What you need to do:
Copy out each line below exactly as it appears.

Stored data:
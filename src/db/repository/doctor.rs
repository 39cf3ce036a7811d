use rusqlite::{params, Connection, OptionalExtension, Row};
use uuid::Uuid;

use super::convert::*;
use crate::db::DatabaseError;
use crate::models::*;

const DOCTOR_COLUMNS: &str = "id, first_name, last_name, middle_name, specialization,
     license_number, phone, email, is_active, created_at";

struct DoctorRow {
    id: String,
    first_name: String,
    last_name: String,
    middle_name: String,
    specialization: String,
    license_number: String,
    phone: String,
    email: String,
    is_active: bool,
    created_at: String,
}

fn read_row(row: &Row<'_>) -> rusqlite::Result<DoctorRow> {
    Ok(DoctorRow {
        id: row.get(0)?,
        first_name: row.get(1)?,
        last_name: row.get(2)?,
        middle_name: row.get(3)?,
        specialization: row.get(4)?,
        license_number: row.get(5)?,
        phone: row.get(6)?,
        email: row.get(7)?,
        is_active: row.get(8)?,
        created_at: row.get(9)?,
    })
}

fn doctor_from_row(row: DoctorRow) -> Result<Doctor, DatabaseError> {
    Ok(Doctor {
        id: parse_uuid("doctors.id", &row.id)?,
        first_name: row.first_name,
        last_name: row.last_name,
        middle_name: row.middle_name,
        specialization: row.specialization,
        license_number: row.license_number,
        phone: row.phone,
        email: row.email,
        is_active: row.is_active,
        created_at: parse_timestamp("doctors.created_at", &row.created_at)?,
    })
}

pub fn insert_doctor(conn: &Connection, doctor: &Doctor) -> Result<(), DatabaseError> {
    conn.execute(
        "INSERT INTO doctors (id, first_name, last_name, middle_name, specialization,
         license_number, phone, email, is_active, created_at)
         VALUES (?1, ?2, ?3, ?4, ?5, ?6, ?7, ?8, ?9, ?10)",
        params![
            doctor.id.to_string(),
            doctor.first_name,
            doctor.last_name,
            doctor.middle_name,
            doctor.specialization,
            doctor.license_number,
            doctor.phone,
            doctor.email,
            doctor.is_active,
            timestamp_to_sql(doctor.created_at),
        ],
    )?;
    Ok(())
}

pub fn get_doctor(conn: &Connection, id: &Uuid) -> Result<Option<Doctor>, DatabaseError> {
    let sql = format!("SELECT {DOCTOR_COLUMNS} FROM doctors WHERE id = ?1");
    let row = conn
        .query_row(&sql, params![id.to_string()], read_row)
        .optional()?;
    row.map(doctor_from_row).transpose()
}

/// Doctors ordered by last name, optionally narrowed by specialization
/// and activity.
pub fn list_doctors(conn: &Connection, filter: &DoctorFilter) -> Result<Vec<Doctor>, DatabaseError> {
    let mut sql = format!("SELECT {DOCTOR_COLUMNS} FROM doctors WHERE 1=1");
    let mut values: Vec<Box<dyn rusqlite::types::ToSql>> = Vec::new();

    if let Some(spec) = &filter.specialization {
        values.push(Box::new(spec.trim().to_string()));
        sql.push_str(&format!(" AND specialization = ?{}", values.len()));
    }
    if filter.active_only {
        sql.push_str(" AND is_active = 1");
    }
    sql.push_str(" ORDER BY last_name, first_name");

    let mut stmt = conn.prepare(&sql)?;
    let refs: Vec<&dyn rusqlite::types::ToSql> = values.iter().map(|v| v.as_ref()).collect();
    let rows = stmt.query_map(refs.as_slice(), read_row)?;

    let mut doctors = Vec::new();
    for row in rows {
        doctors.push(doctor_from_row(row?)?);
    }
    Ok(doctors)
}

pub fn list_doctors_by_specialization(
    conn: &Connection,
    specialization: &str,
) -> Result<Vec<Doctor>, DatabaseError> {
    list_doctors(
        conn,
        &DoctorFilter {
            specialization: Some(specialization.to_string()),
            active_only: true,
        },
    )
}

/// Distinct specializations of active doctors, alphabetically.
pub fn list_specializations(conn: &Connection) -> Result<Vec<String>, DatabaseError> {
    let mut stmt = conn.prepare(
        "SELECT DISTINCT specialization FROM doctors
         WHERE is_active = 1 ORDER BY specialization",
    )?;
    let rows = stmt.query_map([], |row| row.get::<_, String>(0))?;
    let mut specs = Vec::new();
    for row in rows {
        specs.push(row?);
    }
    Ok(specs)
}

pub fn update_doctor(conn: &Connection, doctor: &Doctor) -> Result<(), DatabaseError> {
    let affected = conn.execute(
        "UPDATE doctors SET first_name = ?2, last_name = ?3, middle_name = ?4,
         specialization = ?5, license_number = ?6, phone = ?7, email = ?8, is_active = ?9
         WHERE id = ?1",
        params![
            doctor.id.to_string(),
            doctor.first_name,
            doctor.last_name,
            doctor.middle_name,
            doctor.specialization,
            doctor.license_number,
            doctor.phone,
            doctor.email,
            doctor.is_active,
        ],
    )?;
    if affected == 0 {
        return Err(DatabaseError::not_found("Doctor", doctor.id));
    }
    Ok(())
}

/// Delete a doctor and their schedules. Refused while any appointment
/// still references the doctor; deactivate instead.
pub fn delete_doctor(conn: &Connection, id: &Uuid) -> Result<(), DatabaseError> {
    let referenced: i64 = conn.query_row(
        "SELECT COUNT(*) FROM appointments WHERE doctor_id = ?1",
        params![id.to_string()],
        |row| row.get(0),
    )?;
    if referenced > 0 {
        return Err(DatabaseError::ConstraintViolation(format!(
            "Doctor has {referenced} appointment(s); deactivate instead of deleting"
        )));
    }
    let affected = conn.execute("DELETE FROM doctors WHERE id = ?1", params![id.to_string()])?;
    if affected == 0 {
        return Err(DatabaseError::not_found("Doctor", id));
    }
    Ok(())
}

Written solution:
filename src/db/repository/doctor.rs
repository 39cf3ce036a7811d
use rusqlite::{params, Connection, OptionalExtension, Row};
use uuid::Uuid;

use super::convert::*;
use crate::db::DatabaseError;
use crate::models::*;

const DOCTOR_COLUMNS: &str = "id, first_name, last_name, middle_name, specialization,
     license_number, phone, email, is_active, created_at";

struct DoctorRow {
    id: String,
    first_name: String,
    last_name: String,
    middle_name: String,
    specialization: String,
    license_number: String,
    phone: String,
    email: String,
    is_active: bool,
    created_at: String,
}

fn read_row(row: &Row<'_>) -> rusqlite::Result<DoctorRow> {
    Ok(DoctorRow {
        id: row.get(0)?,
        first_name: row.get(1)?,
        last_name: row.get(2)?,
        middle_name: row.get(3)?,
        specialization: row.get(4)?,
        license_number: row.get(5)?,
        phone: row.get(6)?,
        email: row.get(7)?,
        is_active: row.get(8)?,
        created_at: row.get(9)?,
    })
}

fn doctor_from_row(row: DoctorRow) -> Result<Doctor, DatabaseError> {
    Ok(Doctor {
        id: parse_uuid("doctors.id", &row.id)?,
        first_name: row.first_name,
        last_name: row.last_name,
        middle_name: row.middle_name,
        specialization: row.specialization,
        license_number: row.license_number,
        phone: row.phone,
        email: row.email,
        is_active: row.is_active,
        created_at: parse_timestamp("doctors.created_at", &row.created_at)?,
    })
}

pub fn insert_doctor(conn: &Connection, doctor: &Doctor) -> Result<(), DatabaseError> {
    conn.execute(
        "INSERT INTO doctors (id, first_name, last_name, middle_name, specialization,
         license_number, phone, email, is_active, created_at)
         VALUES (?1, ?2, ?3, ?4, ?5, ?6, ?7, ?8, ?9, ?10)",
        params![
            doctor.id.to_string(),
            doctor.first_name,
            doctor.last_name,
            doctor.middle_name,
            doctor.specialization,
            doctor.license_number,
            doctor.phone,
            doctor.email,
            doctor.is_active,
            timestamp_to_sql(doctor.created_at),
        ],
    )?;
    Ok(())
}

pub fn get_doctor(conn: &Connection, id: &Uuid) -> Result<Option<Doctor>, DatabaseError> {
    let sql = format!("SELECT {DOCTOR_COLUMNS} FROM doctors WHERE id = ?1");
    let row = conn
        .query_row(&sql, params![id.to_string()], read_row)
        .optional()?;
    row.map(doctor_from_row).transpose()
}

/// Doctors ordered by last name, optionally narrowed by specialization
/// and activity.
pub fn list_doctors(conn: &Connection, filter: &DoctorFilter) -> Result<Vec<Doctor>, DatabaseError> {
    let mut sql = format!("SELECT {DOCTOR_COLUMNS} FROM doctors WHERE 1=1");
    let mut values: Vec<Box<dyn rusqlite::types::ToSql>> = Vec::new();

    if let Some(spec) = &filter.specialization {
        values.push(Box::new(spec.trim().to_string()));
        sql.push_str(&format!(" AND specialization = ?{}", values.len()));
    }
    if filter.active_only {
        sql.push_str(" AND is_active = 1");
    }
    sql.push_str(" ORDER BY last_name, first_name");

    let mut stmt = conn.prepare(&sql)?;
    let refs: Vec<&dyn rusqlite::types::ToSql> = values.iter().map(|v| v.as_ref()).collect();
    let rows = stmt.query_map(refs.as_slice(), read_row)?;

    let mut doctors = Vec::new();
    for row in rows {
        doctors.push(doctor_from_row(row?)?);
    }
    Ok(doctors)
}

pub fn list_doctors_by_specialization(
    conn: &Connection,
    specialization: &str,
) -> Result<Vec<Doctor>, DatabaseError> {
    list_doctors(
        conn,
        &DoctorFilter {
            specialization: Some(specialization.to_string()),
            active_only: true,
        },
    )
}

/// Distinct specializations of active doctors, alphabetically.
pub fn list_specializations(conn: &Connection) -> Result<Vec<String>, DatabaseError> {
    let mut stmt = conn.prepare(
        "SELECT DISTINCT specialization FROM doctors
         WHERE is_active = 1 ORDER BY specialization",
    )?;
    let rows = stmt.query_map([], |row| row.get::<_, String>(0))?;
    let mut specs = Vec::new();
    for row in rows {
        specs.push(row?);
    }
    Ok(specs)
}

pub fn update_doctor(conn: &Connection, doctor: &Doctor) -> Result<(), DatabaseError> {
    let affected = conn.execute(
        "UPDATE doctors SET first_name = ?2, last_name = ?3, middle_name = ?4,
         specialization = ?5, license_number = ?6, phone = ?7, email = ?8, is_active = ?9
         WHERE id = ?1",
        params![
            doctor.id.to_string(),
            doctor.first_name,
            doctor.last_name,
            doctor.middle_name,
            doctor.specialization,
            doctor.license_number,
            doctor.phone,
            doctor.email,
            doctor.is_active,
        ],
    )?;
    if affected == 0 {
        return Err(DatabaseError::not_found("Doctor", doctor.id));
    }
    Ok(())
}

/// Delete a doctor and their schedules. Refused while any appointment
/// still references the doctor; deactivate instead.
pub fn delete_doctor(conn: &Connection, id: &Uuid) -> Result<(), DatabaseError> {
    let referenced: i64 = conn.query_row(
        "SELECT COUNT(*) FROM appointments WHERE doctor_id = ?1",
        params![id.to_string()],
        |row| row.get(0),
    )?;
    if referenced > 0 {
        return Err(DatabaseError::ConstraintViolation(format!(
            "Doctor has {referenced} appointment(s); deactivate instead of deleting"
        )));
    }
    let affected = conn.execute("DELETE FROM doctors WHERE id = ?1", params![id.to_string()])?;
    if affected == 0 {
        return Err(DatabaseError::not_found("Doctor", id));
    }
    Ok(())
}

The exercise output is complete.